特殊詐欺には気をつけろ!〜善意と悪意〜
仕事中に時間をチェックしようかと思いスマホをひらくと、そこには隣町の警察署からの着信と留守電が入っていた。しかも10分ほど前のこと。
「なんだ……?」
隣町といえば実家がある街だが、不安な思いを抱えたまま留守電を再生してみた。
「……警察生活安全課の……ですが、……さんのお父さん、……さんのことでお電話を致しました。お手数ですが、このメッセージをお聞きになられましたら折り返しお電話を下さい」
予期せず警察官の口から父親の名前が出てきて激しく動揺した。すぐさま電話をかけると電話をくれた方は席を外していて、別の方が対応してくれた。だが、その方はどういった過程でこの状況になっているのかを把握していなかった。とりあえず不安を口にしてみた。
「……父に何かあったのでしょうか? 事故とか何か?」
相手の方は「申し訳ないがどういった案件かを知らないので答えられないが、生活安全課なので命にかかかわることではないと思います」とのことだった。そう言われて幾分安心したが、今度は別の不安が頭をよぎった。
「行方不明とか、万引きとかかな……」
とりあえず担当の者が戻ったら電話をくれることになり、その電話を待った。もう仕事は手に付かず、あれやこれやと考えてみる。母親は来週、病院で検査なので僕が実家に寄って車で送って行くことになっている。なぜ急に父親の名前が警察から?
すぐに電話がかかってきた。要約するとこうだ。父親は保険が満期になり、そのお金を子供たちに配ろうと、銀行でそのお金を下ろしに行った。だが、一度に下ろす額が大きくて銀行の方が警察に連絡したとのこと。なにやら詐欺を防止する為に条例で決まっているらしい。銀行と警察が連携を取り、詐欺を防止するなんてとても良いことだ。ただ銀行の方も警察の方も大変だろう。自分の金を下ろせなかった父は銀行で怒ったのではないだろうか? もともと頑固な人だ。他人の意見はまず聞かない。顔を赤くしてブツブツと言いながら怒っている父親の姿が目に浮かんだ。警察の方にそれとなく聞いてみた。
「ごめんなさい、父親は頑固で。銀行で父親はお金を下ろせなくて、怒って迷惑をかけたのではありませんか?」
警察の方は軽く笑っていた。
これは父親に限ったことではないが、高齢の方にも勿論プライドはある。彼らが今の世界を創ってきたのだ。その彼らが稼いだ金を好きに下ろせないなんて、なんと酷い話なのだろうか。決して銀行の方が意地悪をして金を下ろさせないわけではない。それはその彼らの金を騙し取ろうとする奴らが居るからだ。特殊詐欺は一年間で何百億もの金を善人から盗み取っている。
善意からそのお金を守ろうと努力をしているのに、悪態をつかれる銀行の方や警察の方、自分のお金を下ろせないで憤慨する方。

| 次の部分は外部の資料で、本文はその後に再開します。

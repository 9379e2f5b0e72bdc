//! Bronze-layer conversion: normalize any supported source file into a
//! canonical columnar copy with no semantic transformation.
//!
//! Column names are preserved verbatim, CSV columns stay strings, row
//! counts are preserved, and no business filter runs here; bronze is a
//! faithful mirror of source. Output files are written to temp and
//! renamed.

use std::fs::File;
use std::path::{Path, PathBuf};

use calamine::{open_workbook_auto, Data, Reader};
use polars::prelude::*;
use tracing::debug;

use crate::error::ConvertError;

/// Converter options; Excel workbooks default to the first sheet.
#[derive(Debug, Clone, Default)]
pub struct ConvertOptions {
    pub excel_sheet: Option<String>,
}

fn parse_err(path: &Path, message: impl ToString) -> ConvertError {
    ConvertError::Parse {
        path: path.display().to_string(),
        message: message.to_string(),
    }
}

/// Convert one source file into `raw_dir`, returning the bronze path.
///
/// The output keeps the source stem with the suffix replaced by
/// `.parquet`.
pub fn convert_file(
    src: &Path,
    raw_dir: &Path,
    options: &ConvertOptions,
) -> Result<PathBuf, ConvertError> {
    let extension = src
        .extension()
        .and_then(|ext| ext.to_str())
        .map(|ext| ext.to_ascii_lowercase())
        .unwrap_or_default();

    let df = match extension.as_str() {
        "csv" | "txt" => read_csv_verbatim(src)?,
        "xlsx" | "xls" | "xlsm" => read_excel(src, options.excel_sheet.as_deref())?,
        // Already columnar: pass through unchanged.
        "parquet" => read_parquet(src)?,
        _ => {
            return Err(ConvertError::UnsupportedFormat {
                path: src.display().to_string(),
            })
        }
    };

    let stem = src
        .file_stem()
        .and_then(|stem| stem.to_str())
        .ok_or_else(|| parse_err(src, "source file has no stem"))?;
    let dest = raw_dir.join(format!("{stem}.parquet"));
    write_parquet_atomic(df, &dest)?;
    debug!(src = %src.display(), dest = %dest.display(), "Converted to bronze");
    Ok(dest)
}

/// Read a CSV with no schema inference: every column arrives as a string,
/// exactly as the source spells it.
fn read_csv_verbatim(src: &Path) -> Result<DataFrame, ConvertError> {
    CsvReadOptions::default()
        .with_has_header(true)
        .with_infer_schema_length(Some(0))
        .try_into_reader_with_file_path(Some(src.to_path_buf()))
        .map_err(|e| parse_err(src, e))?
        .finish()
        .map_err(|e| parse_err(src, e))
}

fn read_parquet(src: &Path) -> Result<DataFrame, ConvertError> {
    let file = File::open(src).map_err(|e| parse_err(src, e))?;
    ParquetReader::new(file)
        .finish()
        .map_err(|e| parse_err(src, e))
}

/// Read one Excel sheet, keeping each column's native type when the whole
/// column agrees on one (numeric or boolean), otherwise strings.
fn read_excel(src: &Path, sheet: Option<&str>) -> Result<DataFrame, ConvertError> {
    let mut workbook = open_workbook_auto(src).map_err(|e| parse_err(src, e))?;

    let sheet_name = match sheet {
        Some(name) => name.to_string(),
        None => workbook
            .sheet_names()
            .first()
            .cloned()
            .ok_or_else(|| parse_err(src, "workbook has no sheets"))?,
    };

    let range = workbook
        .worksheet_range(&sheet_name)
        .map_err(|e| parse_err(src, e))?;

    let mut rows = range.rows();
    let headers: Vec<String> = match rows.next() {
        Some(header_row) => header_row
            .iter()
            .enumerate()
            .map(|(idx, cell)| match cell {
                Data::Empty => format!("column_{idx}"),
                other => other.to_string(),
            })
            .collect(),
        None => return Err(parse_err(src, format!("sheet '{sheet_name}' is empty"))),
    };

    let body: Vec<&[Data]> = rows.collect();
    let mut columns: Vec<Column> = Vec::with_capacity(headers.len());

    for (idx, name) in headers.iter().enumerate() {
        let cells: Vec<&Data> = body
            .iter()
            .map(|row| row.get(idx).unwrap_or(&Data::Empty))
            .collect();

        let all_numeric = cells
            .iter()
            .all(|c| matches!(c, Data::Empty | Data::Float(_) | Data::Int(_)));
        let all_bool = cells.iter().all(|c| matches!(c, Data::Empty | Data::Bool(_)));

        let series = if all_numeric {
            let values: Vec<Option<f64>> = cells
                .iter()
                .map(|c| match c {
                    Data::Float(f) => Some(*f),
                    Data::Int(i) => Some(*i as f64),
                    _ => None,
                })
                .collect();
            Series::new(name.as_str().into(), values)
        } else if all_bool {
            let values: Vec<Option<bool>> = cells
                .iter()
                .map(|c| match c {
                    Data::Bool(b) => Some(*b),
                    _ => None,
                })
                .collect();
            Series::new(name.as_str().into(), values)
        } else {
            let values: Vec<Option<String>> = cells
                .iter()
                .map(|c| match c {
                    Data::Empty => None,
                    other => Some(other.to_string()),
                })
                .collect();
            Series::new(name.as_str().into(), values)
        };
        columns.push(series.into());
    }

    DataFrame::new(columns).map_err(|e| parse_err(src, e))
}

/// Write a frame to `dest` atomically (temp file + rename).
pub fn write_parquet_atomic(mut df: DataFrame, dest: &Path) -> Result<(), ConvertError> {
    let part = dest.with_extension("parquet.part");
    let file = File::create(&part).map_err(|source| ConvertError::Io {
        path: part.display().to_string(),
        source,
    })?;
    ParquetWriter::new(file)
        .finish(&mut df)
        .map_err(|e| parse_err(dest, e))?;
    std::fs::rename(&part, dest).map_err(|source| ConvertError::Io {
        path: dest.display().to_string(),
        source,
    })?;
    Ok(())
}

/// Read a bronze or silver parquet file back into a frame.
pub fn read_parquet_file(path: &Path) -> Result<DataFrame, ConvertError> {
    read_parquet(path)
}

#[cfg(test)]
mod tests {
    use super::*;
    use tempfile::TempDir;

    #[test]
    fn test_csv_columns_stay_verbatim_strings() {
        let temp = TempDir::new().unwrap();
        let src = temp.path().join("DimDealer_MS_01.csv");
        std::fs::write(&src, "DealerCode,ActiveFlag\nD001,1\nD002,0\n").unwrap();

        let raw = TempDir::new().unwrap();
        let dest = convert_file(&src, raw.path(), &ConvertOptions::default()).unwrap();
        assert_eq!(dest, raw.path().join("DimDealer_MS_01.parquet"));

        let df = read_parquet_file(&dest).unwrap();
        assert_eq!(df.height(), 2);
        let names: Vec<String> = df
            .get_column_names()
            .iter()
            .map(|n| n.to_string())
            .collect();
        assert_eq!(names, vec!["DealerCode", "ActiveFlag"]);
        // No inference: the numeric-looking flag column is still a string.
        assert_eq!(df.column("ActiveFlag").unwrap().dtype(), &DataType::String);
    }

    #[test]
    fn test_header_only_csv_gives_empty_frame() {
        let temp = TempDir::new().unwrap();
        let src = temp.path().join("empty.csv");
        std::fs::write(&src, "a,b,c\n").unwrap();

        let raw = TempDir::new().unwrap();
        let dest = convert_file(&src, raw.path(), &ConvertOptions::default()).unwrap();
        let df = read_parquet_file(&dest).unwrap();
        assert_eq!(df.height(), 0);
        assert_eq!(df.width(), 3);
    }

    #[test]
    fn test_unsupported_suffix() {
        let temp = TempDir::new().unwrap();
        let src = temp.path().join("data.orc");
        std::fs::write(&src, b"junk").unwrap();

        let raw = TempDir::new().unwrap();
        let err = convert_file(&src, raw.path(), &ConvertOptions::default()).unwrap_err();
        assert!(matches!(err, ConvertError::UnsupportedFormat { .. }));
    }

    #[test]
    fn test_parquet_passthrough_preserves_rows() {
        let temp = TempDir::new().unwrap();
        let src = temp.path().join("already.parquet");
        let df = df!("x" => [1i64, 2, 3], "y" => ["a", "b", "c"]).unwrap();
        write_parquet_atomic(df, &src).unwrap();

        let raw = TempDir::new().unwrap();
        let dest = convert_file(&src, raw.path(), &ConvertOptions::default()).unwrap();
        let out = read_parquet_file(&dest).unwrap();
        assert_eq!(out.height(), 3);
        assert_eq!(out.width(), 2);
    }

    #[test]
    fn test_malformed_csv_is_parse_error() {
        let temp = TempDir::new().unwrap();
        let src = temp.path().join("bad.csv");
        // A ragged row (more fields than the header declares) fails the read.
        std::fs::write(&src, "a,b\n1,2,3,4\n").unwrap();

        let raw = TempDir::new().unwrap();
        let result = convert_file(&src, raw.path(), &ConvertOptions::default());
        assert!(matches!(result, Err(ConvertError::Parse { .. })));
    }

    #[test]
    fn test_atomic_write_leaves_no_temp() {
        let temp = TempDir::new().unwrap();
        let dest = temp.path().join("out.parquet");
        let df = df!("a" => [1i32]).unwrap();
        write_parquet_atomic(df, &dest).unwrap();
        assert!(dest.exists());
        assert!(!temp.path().join("out.parquet.part").exists());
    }
}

とてと良くない状況だ。
「明日仕事が休みなので、実家に顔を出して、ちょっと話してきます。お忙しいところ、気を使って頂きましてありがとうございました」
そう言って電話を切った。明日は免許の更新に最寄りの警察に行こうと思っていたのだが隣町の警察から電話がかかってきて……。普段、警察の方とは全く接点がないのだけれど、……なんだかよく分からない。
とりあえず無事だった。警察の方に事情を聴いたときに、不覚にも安心して泣いてしまった。
車で帰宅中に父親からスマホに留守電が入っていた。家の近くのスーパー寄り、駐車場で留守電を聞いた。
「……です。明日時間があれば寄って下さい。今日、保険が満期になったお金を下ろそうとしたのですが、………お願いします」
照れ屋でわがまま、息子の僕から見ても子供っぽい父親は、基本的に自分で何とかするタイプ。だからあまり他人に物を頼むことはしないで生きてきたのだと勝手に思っている。それでも一年に一度くらい物を頼まれるのだか、そのときは決まって敬語で恥ずかしそうに話す。
すぐに実家に電話をかけたが留守電だった。詐欺師からの電話が何度かかかってきたことがあるので、父も母も家の電話には出ることはない。留守電に明日行くことを告げると、車を降りてスーパーへ入った。入り口に父親が良く食べていたカップ麺のワカメのやつが安売りをしていた。それを二つ取ってカゴに入れ、ポテトチップスののり塩もカゴに入れる、母親はこの苦いチョコレートが好きだったな。土産を買うと実家に顔を出すのが余計に楽しみになった。